[Opening RECORDED INFORMATION section]

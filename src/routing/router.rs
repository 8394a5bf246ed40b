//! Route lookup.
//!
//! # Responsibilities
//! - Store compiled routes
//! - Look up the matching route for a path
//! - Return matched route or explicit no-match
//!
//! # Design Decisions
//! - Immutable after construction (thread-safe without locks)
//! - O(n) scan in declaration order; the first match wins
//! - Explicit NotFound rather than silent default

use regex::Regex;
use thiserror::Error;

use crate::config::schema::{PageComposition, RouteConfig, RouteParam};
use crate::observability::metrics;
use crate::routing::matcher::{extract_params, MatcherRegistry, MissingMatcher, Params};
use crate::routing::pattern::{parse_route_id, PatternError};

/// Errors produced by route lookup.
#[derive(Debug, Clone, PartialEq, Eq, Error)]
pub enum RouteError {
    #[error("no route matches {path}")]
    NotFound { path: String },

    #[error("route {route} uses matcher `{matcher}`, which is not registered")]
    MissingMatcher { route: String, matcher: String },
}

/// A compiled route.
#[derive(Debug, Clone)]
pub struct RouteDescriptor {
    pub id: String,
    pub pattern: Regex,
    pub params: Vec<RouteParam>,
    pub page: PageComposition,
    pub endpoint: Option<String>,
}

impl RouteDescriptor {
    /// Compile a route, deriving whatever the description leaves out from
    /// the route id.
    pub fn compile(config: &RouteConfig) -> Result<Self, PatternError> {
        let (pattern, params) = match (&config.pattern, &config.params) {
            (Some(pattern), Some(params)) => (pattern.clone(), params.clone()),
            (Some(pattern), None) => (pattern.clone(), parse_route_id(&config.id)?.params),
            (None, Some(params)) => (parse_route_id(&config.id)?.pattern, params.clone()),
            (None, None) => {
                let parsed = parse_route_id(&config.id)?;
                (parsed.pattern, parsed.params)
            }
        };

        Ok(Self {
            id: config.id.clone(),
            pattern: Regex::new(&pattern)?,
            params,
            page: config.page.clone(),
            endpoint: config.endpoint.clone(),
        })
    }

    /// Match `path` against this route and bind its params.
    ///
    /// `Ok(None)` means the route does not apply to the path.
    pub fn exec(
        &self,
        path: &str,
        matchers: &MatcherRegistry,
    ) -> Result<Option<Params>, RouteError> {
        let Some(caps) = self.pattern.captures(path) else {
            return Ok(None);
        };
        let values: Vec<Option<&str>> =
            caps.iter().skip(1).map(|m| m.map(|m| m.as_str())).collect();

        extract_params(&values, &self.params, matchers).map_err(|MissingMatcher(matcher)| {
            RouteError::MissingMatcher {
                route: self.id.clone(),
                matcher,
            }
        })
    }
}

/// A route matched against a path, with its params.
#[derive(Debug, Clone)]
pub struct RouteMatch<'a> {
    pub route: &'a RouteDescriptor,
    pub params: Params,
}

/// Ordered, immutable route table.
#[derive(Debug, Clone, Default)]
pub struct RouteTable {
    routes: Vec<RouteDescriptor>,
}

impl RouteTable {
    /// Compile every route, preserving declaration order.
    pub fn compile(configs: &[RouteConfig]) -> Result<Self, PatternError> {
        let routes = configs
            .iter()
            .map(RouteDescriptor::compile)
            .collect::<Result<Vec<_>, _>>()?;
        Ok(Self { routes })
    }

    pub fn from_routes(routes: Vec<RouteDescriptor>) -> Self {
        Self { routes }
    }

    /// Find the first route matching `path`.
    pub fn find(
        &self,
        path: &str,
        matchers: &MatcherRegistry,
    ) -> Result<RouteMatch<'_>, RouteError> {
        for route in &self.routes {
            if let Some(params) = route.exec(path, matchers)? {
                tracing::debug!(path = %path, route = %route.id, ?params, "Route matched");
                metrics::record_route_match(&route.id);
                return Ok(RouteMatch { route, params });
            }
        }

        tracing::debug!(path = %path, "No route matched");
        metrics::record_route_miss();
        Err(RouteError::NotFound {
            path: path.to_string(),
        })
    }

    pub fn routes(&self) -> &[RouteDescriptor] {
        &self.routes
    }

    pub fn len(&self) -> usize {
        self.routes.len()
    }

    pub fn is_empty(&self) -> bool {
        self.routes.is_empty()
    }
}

[Closing RECORDED INFORMATION section]

* _ACTIVITY_: In full and word for word, restate the data.

* _SOLVED PROBLEM_:
filename src/routing/router.rs
repository 8394a5bf246ed40b
//! Route lookup.
//!
//! # Responsibilities
//! - Store compiled routes
//! - Look up the matching route for a path
//! - Return matched route or explicit no-match
//!
//! # Design Decisions
//! - Immutable after construction (thread-safe without locks)
//! - O(n) scan in declaration order; the first match wins
//! - Explicit NotFound rather than silent default

use regex::Regex;
use thiserror::Error;

use crate::config::schema::{PageComposition, RouteConfig, RouteParam};
use crate::observability::metrics;
use crate::routing::matcher::{extract_params, MatcherRegistry, MissingMatcher, Params};
use crate::routing::pattern::{parse_route_id, PatternError};

/// Errors produced by route lookup.
#[derive(Debug, Clone, PartialEq, Eq, Error)]
pub enum RouteError {
    #[error("no route matches {path}")]
    NotFound { path: String },

    #[error("route {route} uses matcher `{matcher}`, which is not registered")]
    MissingMatcher { route: String, matcher: String },
}

/// A compiled route.
#[derive(Debug, Clone)]
pub struct RouteDescriptor {
    pub id: String,
    pub pattern: Regex,
    pub params: Vec<RouteParam>,
    pub page: PageComposition,
    pub endpoint: Option<String>,
}

impl RouteDescriptor {
    /// Compile a route, deriving whatever the description leaves out from
    /// the route id.
    pub fn compile(config: &RouteConfig) -> Result<Self, PatternError> {
        let (pattern, params) = match (&config.pattern, &config.params) {
            (Some(pattern), Some(params)) => (pattern.clone(), params.clone()),
            (Some(pattern), None) => (pattern.clone(), parse_route_id(&config.id)?.params),
            (None, Some(params)) => (parse_route_id(&config.id)?.pattern, params.clone()),
            (None, None) => {
                let parsed = parse_route_id(&config.id)?;
                (parsed.pattern, parsed.params)
            }
        };

        Ok(Self {
            id: config.id.clone(),
            pattern: Regex::new(&pattern)?,
            params,
            page: config.page.clone(),
            endpoint: config.endpoint.clone(),
        })
    }

    /// Match `path` against this route and bind its params.
    ///
    /// `Ok(None)` means the route does not apply to the path.
    pub fn exec(
        &self,
        path: &str,
        matchers: &MatcherRegistry,
    ) -> Result<Option<Params>, RouteError> {
        let Some(caps) = self.pattern.captures(path) else {
            return Ok(None);
        };
        let values: Vec<Option<&str>> =
            caps.iter().skip(1).map(|m| m.map(|m| m.as_str())).collect();

        extract_params(&values, &self.params, matchers).map_err(|MissingMatcher(matcher)| {
            RouteError::MissingMatcher {
                route: self.id.clone(),
                matcher,
            }
        })
    }
}

/// A route matched against a path, with its params.
#[derive(Debug, Clone)]
pub struct RouteMatch<'a> {
    pub route: &'a RouteDescriptor,
    pub params: Params,
}

/// Ordered, immutable route table.
#[derive(Debug, Clone, Default)]
pub struct RouteTable {
    routes: Vec<RouteDescriptor>,
}

impl RouteTable {
    /// Compile every route, preserving declaration order.
    pub fn compile(configs: &[RouteConfig]) -> Result<Self, PatternError> {
        let routes = configs
            .iter()
            .map(RouteDescriptor::compile)
            .collect::<Result<Vec<_>, _>>()?;
        Ok(Self { routes })
    }

    pub fn from_routes(routes: Vec<RouteDescriptor>) -> Self {
        Self { routes }
    }

    /// Find the first route matching `path`.
    pub fn find(
        &self,
        path: &str,
        matchers: &MatcherRegistry,
    ) -> Result<RouteMatch<'_>, RouteError> {
        for route in &self.routes {
            if let Some(params) = route.exec(path, matchers)? {
                tracing::debug!(path = %path, route = %route.id, ?params, "Route matched");
                metrics::record_route_match(&route.id);
                return Ok(RouteMatch { route, params });
            }
        }

        tracing::debug!(path = %path, "No route matched");
        metrics::record_route_miss();
        Err(RouteError::NotFound {
            path: path.to_string(),
        })
    }

    pub fn routes(&self) -> &[RouteDescriptor] {
        &self.routes
    }

    pub fn len(&self) -> usize {
        self.routes.len()
    }

    pub fn is_empty(&self) -> bool {
        self.routes.is_empty()
    }
}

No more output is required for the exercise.